Whenever a line in this data holds the word "json", report that line in full.

******

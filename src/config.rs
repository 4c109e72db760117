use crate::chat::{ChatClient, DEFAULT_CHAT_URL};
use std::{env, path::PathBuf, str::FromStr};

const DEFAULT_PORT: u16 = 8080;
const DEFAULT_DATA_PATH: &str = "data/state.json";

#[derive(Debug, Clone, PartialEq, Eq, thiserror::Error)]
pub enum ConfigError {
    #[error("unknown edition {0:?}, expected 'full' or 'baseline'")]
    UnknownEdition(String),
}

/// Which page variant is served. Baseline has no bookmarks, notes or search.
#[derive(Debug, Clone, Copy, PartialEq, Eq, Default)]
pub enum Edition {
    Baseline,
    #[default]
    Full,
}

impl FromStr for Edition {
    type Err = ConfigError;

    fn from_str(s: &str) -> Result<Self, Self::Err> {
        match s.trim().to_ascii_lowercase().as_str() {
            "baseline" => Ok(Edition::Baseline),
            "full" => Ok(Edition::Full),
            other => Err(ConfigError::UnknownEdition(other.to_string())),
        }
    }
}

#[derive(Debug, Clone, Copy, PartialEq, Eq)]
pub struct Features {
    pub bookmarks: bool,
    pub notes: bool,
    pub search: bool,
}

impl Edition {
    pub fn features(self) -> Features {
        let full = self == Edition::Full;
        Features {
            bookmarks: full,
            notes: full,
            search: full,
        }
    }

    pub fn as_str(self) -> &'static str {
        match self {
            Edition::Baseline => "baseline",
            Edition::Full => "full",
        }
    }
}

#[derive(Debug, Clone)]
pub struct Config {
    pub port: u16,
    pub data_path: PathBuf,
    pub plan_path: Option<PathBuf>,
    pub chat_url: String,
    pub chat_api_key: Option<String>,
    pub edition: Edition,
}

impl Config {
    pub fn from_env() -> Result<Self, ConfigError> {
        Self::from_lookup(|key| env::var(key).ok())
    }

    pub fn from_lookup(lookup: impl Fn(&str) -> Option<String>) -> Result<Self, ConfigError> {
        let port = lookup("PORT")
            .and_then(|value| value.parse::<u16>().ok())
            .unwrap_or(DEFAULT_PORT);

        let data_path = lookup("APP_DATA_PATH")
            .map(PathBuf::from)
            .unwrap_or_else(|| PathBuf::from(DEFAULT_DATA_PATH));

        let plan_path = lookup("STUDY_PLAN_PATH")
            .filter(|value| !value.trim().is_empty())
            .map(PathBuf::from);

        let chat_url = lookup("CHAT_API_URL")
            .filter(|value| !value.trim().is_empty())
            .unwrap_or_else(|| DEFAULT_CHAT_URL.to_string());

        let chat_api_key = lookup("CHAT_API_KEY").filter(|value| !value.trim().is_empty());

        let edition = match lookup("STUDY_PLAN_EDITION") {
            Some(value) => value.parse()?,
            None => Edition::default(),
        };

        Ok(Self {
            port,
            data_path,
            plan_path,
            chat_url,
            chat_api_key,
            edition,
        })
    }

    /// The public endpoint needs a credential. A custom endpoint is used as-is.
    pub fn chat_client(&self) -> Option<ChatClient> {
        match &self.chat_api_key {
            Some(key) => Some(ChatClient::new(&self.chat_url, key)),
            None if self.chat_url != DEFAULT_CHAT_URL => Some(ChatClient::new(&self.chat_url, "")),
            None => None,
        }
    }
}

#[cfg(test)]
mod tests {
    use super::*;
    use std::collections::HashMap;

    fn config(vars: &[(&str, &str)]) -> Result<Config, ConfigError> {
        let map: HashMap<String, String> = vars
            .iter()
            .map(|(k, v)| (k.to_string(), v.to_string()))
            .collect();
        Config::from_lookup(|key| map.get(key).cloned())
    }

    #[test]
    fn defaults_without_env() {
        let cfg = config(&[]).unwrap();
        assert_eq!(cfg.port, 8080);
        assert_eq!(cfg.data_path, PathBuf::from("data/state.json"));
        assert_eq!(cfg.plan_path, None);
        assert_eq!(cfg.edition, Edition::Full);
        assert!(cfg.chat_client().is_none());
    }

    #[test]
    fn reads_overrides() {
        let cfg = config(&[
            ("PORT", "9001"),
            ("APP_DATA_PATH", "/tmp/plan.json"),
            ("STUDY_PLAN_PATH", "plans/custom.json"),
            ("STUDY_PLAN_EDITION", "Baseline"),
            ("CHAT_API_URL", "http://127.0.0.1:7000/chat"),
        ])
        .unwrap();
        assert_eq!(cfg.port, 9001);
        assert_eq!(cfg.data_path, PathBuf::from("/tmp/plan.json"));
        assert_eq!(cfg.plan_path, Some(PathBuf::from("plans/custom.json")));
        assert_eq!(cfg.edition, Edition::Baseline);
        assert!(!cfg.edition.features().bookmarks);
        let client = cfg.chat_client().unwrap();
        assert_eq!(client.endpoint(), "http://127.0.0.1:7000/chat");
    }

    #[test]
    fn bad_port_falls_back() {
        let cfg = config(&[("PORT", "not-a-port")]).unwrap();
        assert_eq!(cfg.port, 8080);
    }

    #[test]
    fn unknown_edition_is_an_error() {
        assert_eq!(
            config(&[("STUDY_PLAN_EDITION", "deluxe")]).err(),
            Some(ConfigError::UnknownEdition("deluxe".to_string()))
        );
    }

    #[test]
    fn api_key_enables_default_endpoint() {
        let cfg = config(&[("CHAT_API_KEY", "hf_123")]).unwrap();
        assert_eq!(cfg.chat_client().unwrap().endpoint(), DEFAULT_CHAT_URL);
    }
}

******

**ANSWER SPACE**:
const DEFAULT_DATA_PATH: &str = "data/state.json";
        assert_eq!(cfg.data_path, PathBuf::from("data/state.json"));
            ("APP_DATA_PATH", "/tmp/plan.json"),
            ("STUDY_PLAN_PATH", "plans/custom.json"),
        assert_eq!(cfg.data_path, PathBuf::from("/tmp/plan.json"));
        assert_eq!(cfg.plan_path, Some(PathBuf::from("plans/custom.json")));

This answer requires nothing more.